Six years ago, the same author showed that among older runners, the faster runners had healthier medical profiles. They had lower blood pressure, lower cholesterol and lower blood sugar levels (Medicine and Science in Sports and Exercise, October 2008).
Intervals: The Best Way to Increase Intensity
The most efficient way to increase intensity and feel less stress on your muscles is to use interval training. When you exercise, pick up the pace for a short period. As you start to feel burning or fatigue in your muscles, slow down. When the burning and fatigue are gone, pick up the pace. When you feel the burning again, slow down. Alternate these pickups and recoveries until your muscles start to feel stiff and then quit for the day.
Intervals Better than Continuous Pace Exercise
Norwegian researchers showed that high intensity interval training improves every conceivable measure of heart function and heart strength and also helps to prevent both the pre-diabetic metabolic syndrome and the heart damage it causes (Exercise and Sports Sciences Reviews, July 2009). Controlled interval training is now a treatment for heart failure. High-intensity interval training:
• raises the good HDL cholesterol far more than less intense exercise does (Journal of Strength and Conditioning Research, March 2009).
• enlarges telomeres, the end caps that protect your chromosomes. The size of your telomeres predicts how long you will live (Proceedings of the National Academy of Sciences USA, Jan 2012).
• increases both the number and size of mitochondria. The larger and more mitochondria, the longer you can expect to live.
• increases VO2max, the maximum amount of oxygen that your body can take in and use. VO2max can be used to predict your likelihood to suffer a heart attack (Med Sci Sports Exerc, November 2011;43(11):2024-30).
Calculate your VO2max
• makes your cells more sensitive to insulin, which in turn helps to prevent diabetes, heart attacks, obesity and certain cancers.
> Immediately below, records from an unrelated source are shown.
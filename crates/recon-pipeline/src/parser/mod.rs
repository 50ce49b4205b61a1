//! 입력 토크나이저 -- Zeek ASCII 로그와 JSON lines
//!
//! [`RecordReader`]는 `BufRead`에서 한 줄씩 읽어 [`RawRecord`]를 만드는
//! 지연(lazy) 이터레이터입니다. 소비자가 다음 레코드를 요청할 때만 읽으므로
//! 역압(backpressure)이 자동으로 걸립니다.
//!
//! # 형식 감지
//! `auto`이면 첫 번째 비어 있지 않은 줄로 판별합니다.
//! - `#`로 시작: Zeek ASCII ([`ZeekParser`])
//! - `{`로 시작: JSON lines ([`parse_json_line`])
//!
//! # 에러
//! - 줄 하나를 해석할 수 없으면 `Err(Record(Tokenize))`를 내고 다음 줄로 진행
//! - I/O 에러는 `Err(Io)`를 한 번 내고 스트림을 종료

pub mod json;
pub mod zeek;

pub use json::parse_json_line;
pub use zeek::ZeekParser;

use std::fmt;
use std::io::BufRead;
use std::str::FromStr;

use passiverecon_core::error::RecordError;
use passiverecon_core::types::RawRecord;

use crate::error::ReconPipelineError;

/// 입력 형식
#[derive(Debug, Clone, Copy, PartialEq, Eq, Default)]
pub enum InputFormat {
    /// 첫 줄로 자동 감지
    #[default]
    Auto,
    /// Zeek ASCII (TSV + `#` 헤더)
    Zeek,
    /// JSON lines
    Json,
}

impl InputFormat {
    /// 설정 파일에서 쓰는 이름
    pub fn as_str(&self) -> &'static str {
        match self {
            Self::Auto => "auto",
            Self::Zeek => "zeek",
            Self::Json => "json",
        }
    }
}

impl FromStr for InputFormat {
    type Err = String;

    fn from_str(s: &str) -> Result<Self, Self::Err> {
        match s.to_ascii_lowercase().as_str() {
            "auto" => Ok(Self::Auto),
            "zeek" | "ascii" => Ok(Self::Zeek),
            "json" => Ok(Self::Json),
            other => Err(format!("unknown input format '{other}' (expected auto, zeek or json)")),
        }
    }
}

impl fmt::Display for InputFormat {
    fn fmt(&self, f: &mut fmt::Formatter<'_>) -> fmt::Result {
        f.write_str(self.as_str())
    }
}

/// 줄 단위 레코드 리더
pub struct RecordReader<R> {
    reader: R,
    format: InputFormat,
    zeek: ZeekParser,
    buf: Vec<u8>,
    line_no: u64,
    finished: bool,
}

impl<R: BufRead> RecordReader<R> {
    /// 입력 형식을 지정하여 리더를 생성합니다.
    pub fn new(reader: R, format: InputFormat) -> Self {
        Self {
            reader,
            format,
            zeek: ZeekParser::new(),
            buf: Vec::with_capacity(4096),
            line_no: 0,
            finished: false,
        }
    }

    /// 현재 (감지된) 입력 형식
    pub fn format(&self) -> InputFormat {
        self.format
    }

    /// 지금까지 읽은 줄 수
    pub fn lines_read(&self) -> u64 {
        self.line_no
    }

    fn parse_line(&mut self, line: &str) -> Result<Option<RawRecord>, RecordError> {
        if self.format == InputFormat::Auto {
            self.format = match line.as_bytes().first() {
                Some(b'#') => InputFormat::Zeek,
                Some(b'{') => InputFormat::Json,
                _ => {
                    return Err(RecordError::Tokenize {
                        line: self.line_no,
                        reason: "cannot detect input format (expected '#' header or JSON object)"
                            .to_owned(),
                    });
                }
            };
            tracing::debug!(format = %self.format, "detected input format");
        }

        match self.format {
            InputFormat::Json => parse_json_line(line, self.line_no).map(Some),
            _ => self.zeek.parse_line(line, self.line_no),
        }
    }
}

impl<R: BufRead> Iterator for RecordReader<R> {
    type Item = Result<RawRecord, ReconPipelineError>;

    fn next(&mut self) -> Option<Self::Item> {
        while !self.finished {
            self.buf.clear();
            match self.reader.read_until(b'\n', &mut self.buf) {
                Ok(0) => {
                    self.finished = true;
                    return None;
                }
                Ok(_) => {}
                Err(e) if e.kind() == std::io::ErrorKind::Interrupted => continue,
                Err(e) => {
                    self.finished = true;
                    return Some(Err(ReconPipelineError::Io(e)));
                }
            }
            self.line_no += 1;

            let line = String::from_utf8_lossy(&self.buf)
                .trim_end_matches(['\n', '\r'])
                .to_owned();
            if line.trim().is_empty() {
                continue;
            }

            match self.parse_line(&line) {
                Ok(Some(record)) => return Some(Ok(record)),
                Ok(None) => continue,
                Err(e) => return Some(Err(e.into())),
            }
        }
        None
    }
}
Interval Training Takes Less Time for Greater Health Benefits
To be competitive, all athletes must train very intensely some of the time. Interval training on a bike can provide you with all the health and fitness benefits of exercising less intensely for a much longer period of time (The Journal of Physiology, March 2010). In this study, subjects used a stationary bicycle to do ten one-minute sprints with a one-minute rest between each at 95 percent of their maximal heart rate, three times a week. This takes less effort than an all-out sprint at close to 100 percent of maximal heart rate. The study supports other research that shows that high-intensity interval training improves all the measures of fitness far more than continuous, less intense exercise. The same authors showed that a similar short workout of all-out sprinting at maximal heart rate took about 90 minutes per week (three workouts of 30 minutes each) and was as effective in achieving fitness and health benefits as many hours of exercising at a much more leisurely pace (The Journal of Physiology, September 2006).
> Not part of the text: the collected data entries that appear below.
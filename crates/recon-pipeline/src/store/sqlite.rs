//! SQLite 저장소
//!
//! # 스키마
//!
//! ```sql
//! CREATE TABLE passive (
//!     key        TEXT PRIMARY KEY,
//!     sensor     TEXT,
//!     addr       TEXT,
//!     targetval  TEXT,
//!     recon_type TEXT NOT NULL,
//!     port       INTEGER,
//!     source     TEXT,
//!     value      TEXT NOT NULL,
//!     full_value TEXT,
//!     infos      TEXT NOT NULL,     -- JSON
//!     first_seen INTEGER NOT NULL,  -- Unix 마이크로초
//!     last_seen  INTEGER NOT NULL,
//!     count      INTEGER NOT NULL
//! );
//! ```
//!
//! 병합은 `INSERT .. ON CONFLICT(key) DO UPDATE`로 저장소 안에서 수행됩니다.

use std::path::Path;
use std::time::Duration;

use chrono::{DateTime, Utc};
use rusqlite::{Connection, OptionalExtension, params};

use passiverecon_core::error::StorageError;
use passiverecon_core::types::{DedupKey, FieldMap, Observation};

use super::PassiveStore;

const SCHEMA: &str = "
CREATE TABLE IF NOT EXISTS passive (
    key TEXT PRIMARY KEY,
    sensor TEXT,
    addr TEXT,
    targetval TEXT,
    recon_type TEXT NOT NULL,
    port INTEGER,
    source TEXT,
    value TEXT NOT NULL,
    full_value TEXT,
    infos TEXT NOT NULL,
    first_seen INTEGER NOT NULL,
    last_seen INTEGER NOT NULL,
    count INTEGER NOT NULL
);
CREATE INDEX IF NOT EXISTS idx_passive_addr ON passive(addr);
CREATE INDEX IF NOT EXISTS idx_passive_recon_type ON passive(recon_type);
";

const UPSERT: &str = "
INSERT INTO passive (
    key, sensor, addr, targetval, recon_type, port, source,
    value, full_value, infos, first_seen, last_seen, count
) VALUES (?1, ?2, ?3, ?4, ?5, ?6, ?7, ?8, ?9, ?10, ?11, ?12, ?13)
ON CONFLICT(key) DO UPDATE SET
    count = count + excluded.count,
    first_seen = MIN(first_seen, excluded.first_seen),
    last_seen = MAX(last_seen, excluded.last_seen),
    infos = CASE WHEN infos = '{}' THEN excluded.infos ELSE infos END
";

const SELECT_BY_KEY: &str = "
SELECT key, sensor, addr, targetval, recon_type, port, source,
       value, full_value, infos, first_seen, last_seen, count
FROM passive WHERE key = ?1
";

/// SQLite 저장소
pub struct SqliteStore {
    conn: Connection,
}

impl SqliteStore {
    /// 파일 기반 데이터베이스를 엽니다. `:memory:`는 인메모리 데이터베이스입니다.
    pub fn open(path: impl AsRef<Path>) -> Result<Self, StorageError> {
        let path = path.as_ref();
        if path.as_os_str() == ":memory:" {
            return Self::new_in_memory();
        }

        let conn = Connection::open(path).map_err(|e| {
            StorageError::Connection(format!("failed to open {}: {e}", path.display()))
        })?;
        conn.busy_timeout(Duration::from_secs(5))
            .map_err(|e| StorageError::Connection(e.to_string()))?;

        let store = Self { conn };
        store.init_schema()?;
        tracing::debug!(path = %path.display(), "opened sqlite passive store");
        Ok(store)
    }

    /// 인메모리 데이터베이스를 생성합니다.
    pub fn new_in_memory() -> Result<Self, StorageError> {
        let conn = Connection::open_in_memory()
            .map_err(|e| StorageError::Connection(format!("failed to open in-memory db: {e}")))?;
        let store = Self { conn };
        store.init_schema()?;
        Ok(store)
    }

    fn init_schema(&self) -> Result<(), StorageError> {
        self.conn
            .execute_batch(SCHEMA)
            .map_err(|e| StorageError::Connection(format!("failed to initialize schema: {e}")))
    }

    fn execute_upsert(
        stmt: &mut rusqlite::CachedStatement<'_>,
        o: &Observation,
    ) -> Result<(), String> {
        let infos = serde_json::to_string(&o.infos).map_err(|e| e.to_string())?;
        stmt.execute(params![
            o.key.as_str(),
            o.sensor,
            o.addr.map(|a| a.to_string()),
            o.targetval,
            o.recon_type,
            o.port,
            o.source,
            o.value,
            o.full_value,
            infos,
            o.first_seen.timestamp_micros(),
            o.last_seen.timestamp_micros(),
            i64::try_from(o.count).unwrap_or(i64::MAX),
        ])
        .map_err(|e| e.to_string())?;
        Ok(())
    }

    fn read_row(row: &rusqlite::Row<'_>) -> rusqlite::Result<RawRow> {
        Ok(RawRow {
            key: row.get(0)?,
            sensor: row.get(1)?,
            addr: row.get(2)?,
            targetval: row.get(3)?,
            recon_type: row.get(4)?,
            port: row.get(5)?,
            source: row.get(6)?,
            value: row.get(7)?,
            full_value: row.get(8)?,
            infos: row.get(9)?,
            first_seen: row.get(10)?,
            last_seen: row.get(11)?,
            count: row.get(12)?,
        })
    }
}

/// 변환 전의 행
struct RawRow {
    key: String,
    sensor: Option<String>,
    addr: Option<String>,
    targetval: Option<String>,
    recon_type: String,
    port: Option<u16>,
    source: Option<String>,
    value: String,
    full_value: Option<String>,
    infos: String,
    first_seen: i64,
    last_seen: i64,
    count: i64,
}

impl RawRow {
    fn into_observation(self) -> Result<Observation, StorageError> {
        let addr = self
            .addr
            .map(|a| a.parse::<std::net::IpAddr>())
            .transpose()
            .map_err(|e| StorageError::Query(format!("invalid stored addr: {e}")))?;
        let infos: FieldMap = serde_json::from_str(&self.infos)
            .map_err(|e| StorageError::Query(format!("invalid stored infos: {e}")))?;

        Ok(Observation {
            key: DedupKey::new(self.key),
            sensor: self.sensor,
            addr,
            targetval: self.targetval,
            recon_type: self.recon_type,
            port: self.port,
            source: self.source,
            value: self.value,
            full_value: self.full_value,
            infos,
            first_seen: from_micros(self.first_seen)?,
            last_seen: from_micros(self.last_seen)?,
            count: u64::try_from(self.count).unwrap_or_default(),
        })
    }
}

fn from_micros(micros: i64) -> Result<DateTime<Utc>, StorageError> {
    DateTime::from_timestamp_micros(micros)
        .ok_or_else(|| StorageError::Query(format!("invalid stored timestamp: {micros}")))
}

impl PassiveStore for SqliteStore {
    fn upsert(&mut self, observation: &Observation) -> Result<(), StorageError> {
        let write_err = |reason: String| StorageError::Write { records: 1, reason };
        let mut stmt = self
            .conn
            .prepare_cached(UPSERT)
            .map_err(|e| write_err(e.to_string()))?;
        Self::execute_upsert(&mut stmt, observation).map_err(write_err)
    }

    fn upsert_bulk(&mut self, observations: &[Observation]) -> Result<(), StorageError> {
        if observations.is_empty() {
            return Ok(());
        }
        let write_err = |reason: String| StorageError::Write {
            records: observations.len(),
            reason,
        };

        // 트랜잭션이 커밋 전에 drop되면 롤백됨
        let tx = self
            .conn
            .transaction()
            .map_err(|e| write_err(e.to_string()))?;
        {
            let mut stmt = tx
                .prepare_cached(UPSERT)
                .map_err(|e| write_err(e.to_string()))?;
            for observation in observations {
                Self::execute_upsert(&mut stmt, observation).map_err(write_err)?;
            }
        }
        tx.commit().map_err(|e| write_err(e.to_string()))
    }

    fn get(&self, key: &DedupKey) -> Result<Option<Observation>, StorageError> {
        let row = self
            .conn
            .query_row(SELECT_BY_KEY, [key.as_str()], Self::read_row)
            .optional()
            .map_err(|e| StorageError::Query(e.to_string()))?;
        row.map(RawRow::into_observation).transpose()
    }

    fn count(&self) -> Result<u64, StorageError> {
        let count: i64 = self
            .conn
            .query_row("SELECT COUNT(*) FROM passive", [], |row| row.get(0))
            .map_err(|e| StorageError::Query(e.to_string()))?;
        Ok(u64::try_from(count).unwrap_or_default())
    }

    fn backend_name(&self) -> &'static str {
        "sqlite"
    }
}

#[cfg(test)]
mod tests {
    use super::*;
    use passiverecon_core::types::FieldValue;

    fn observation(key: &str, at: i64) -> Observation {
        let ts = DateTime::from_timestamp(at, 250_000_000).unwrap();
        Observation {
            key: DedupKey::new(key),
            sensor: Some("s1".to_owned()),
            addr: Some("10.0.0.5".parse().unwrap()),
            targetval: None,
            recon_type: "SSL_SERVER".to_owned(),
            port: Some(443),
            source: Some("cert".to_owned()),
            value: "MIIB".to_owned(),
            full_value: None,
            infos: FieldMap::new(),
            first_seen: ts,
            last_seen: ts,
            count: 1,
        }
    }

    #[test]
    fn upsert_and_get_round_trip() {
        let mut store = SqliteStore::new_in_memory().unwrap();
        let mut obs = observation("k1", 100);
        obs.infos.insert("size".to_owned(), FieldValue::Int(512));
        store.upsert(&obs).unwrap();

        let stored = store.get(&DedupKey::new("k1")).unwrap().unwrap();
        assert_eq!(stored, obs);
        assert_eq!(store.count().unwrap(), 1);
    }

    #[test]
    fn conflicting_upsert_merges() {
        let mut store = SqliteStore::new_in_memory().unwrap();
        store.upsert(&observation("k1", 200)).unwrap();
        store.upsert(&observation("k1", 100)).unwrap();
        store.upsert(&observation("k1", 300)).unwrap();

        let stored = store.get(&DedupKey::new("k1")).unwrap().unwrap();
        assert_eq!(stored.count, 3);
        assert_eq!(stored.first_seen.timestamp(), 100);
        assert_eq!(stored.last_seen.timestamp(), 300);
        assert_eq!(store.count().unwrap(), 1);
    }

    #[test]
    fn existing_infos_are_kept() {
        let mut store = SqliteStore::new_in_memory().unwrap();
        store.upsert(&observation("k1", 100)).unwrap();

        let mut with_infos = observation("k1", 200);
        with_infos.infos.insert("sha256".to_owned(), "aa".into());
        store.upsert(&with_infos).unwrap();

        let mut other_infos = observation("k1", 300);
        other_infos.infos.insert("sha256".to_owned(), "bb".into());
        store.upsert(&other_infos).unwrap();

        let stored = store.get(&DedupKey::new("k1")).unwrap().unwrap();
        assert_eq!(stored.infos.get("sha256"), Some(&FieldValue::from("aa")));
    }

    #[test]
    fn bulk_upsert_in_one_transaction() {
        let mut store = SqliteStore::new_in_memory().unwrap();
        let batch = vec![
            observation("k1", 100),
            observation("k2", 100),
            observation("k1", 150),
        ];
        store.upsert_bulk(&batch).unwrap();
        store.upsert_bulk(&[]).unwrap();

        assert_eq!(store.count().unwrap(), 2);
        let k1 = store.get(&DedupKey::new("k1")).unwrap().unwrap();
        assert_eq!(k1.count, 2);
    }

    #[test]
    fn file_backed_store_persists() {
        let dir = tempfile::tempdir().unwrap();
        let path = dir.path().join("passive.db");
        {
            let mut store = SqliteStore::open(&path).unwrap();
            store.upsert(&observation("k1", 100)).unwrap();
        }
        let store = SqliteStore::open(&path).unwrap();
        assert_eq!(store.count().unwrap(), 1);
    }

    #[test]
    fn memory_path_opens_in_memory() {
        let store = SqliteStore::open(":memory:").unwrap();
        assert_eq!(store.count().unwrap(), 0);
        assert_eq!(store.backend_name(), "sqlite");
    }

    #[test]
    fn unopenable_path_is_connection_error() {
        let result = SqliteStore::open("/nonexistent/dir/passive.db");
        assert!(matches!(result, Err(StorageError::Connection(_))));
    }
}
More Benefits from Intense Exercise
Intense exercise for older people is still a controversial subject, but it is far more effective than casual exercise in preventing and treating diabetes (Circulation, July 2008) and reducing belly fat (Medicine & Science in Sports & Exercise, November 2008); Vigorous exercise protects obese people from heart attacks and prolongs their lives, even if they don’t lose weight (Medicine and Science in Sports and Exercise, October 2006); Intense exercise is more effective in preventing heart attacks than less intense exercise done more frequently (MSSE, July 1997); Death rate from cardiovascular disease is lowered by high intensity activities such as jogging, swimming, hiking, tennis and climbing stairs, but not by lower intensity activities such as walking, bowling, sailing, golf and dancing (Heart, May 2003).
What Does This Mean for You?
Since exercise can cause heart attacks in people who already have blocked arteries leading to their hearts, you may want to check first with your doctor. If you are not a regular exerciser, start out very slowly and jog, cycle or do your chosen exercise at a very low intensity each day until you feel the least fatigue in your muscles and then stop. If your muscles feel stiff when you start to exercise, take the day off. In six weeks, most people can work up to a half hour a day of very slow exercise.
You are now ready to start training. Your new workouts will start as your old ones did. Start out very slowly. After five or more minutes, you should be warmed up and ready to start training. Pick up the pace for a few seconds and slow down as soon as you start to feel short of breath or burning in your muscles. Go slowly for as long as it takes to recover your breath and for your muscle to feel fresh again. Then pick up the pace again. Alternate these pickups and recoveries until your muscles start to feel tight and then stop for the day. If your muscles feel tight at the start of a workout, take that day off. Tight muscles mean that your muscles have not recovered from a previous workout. You are now training like a real athlete.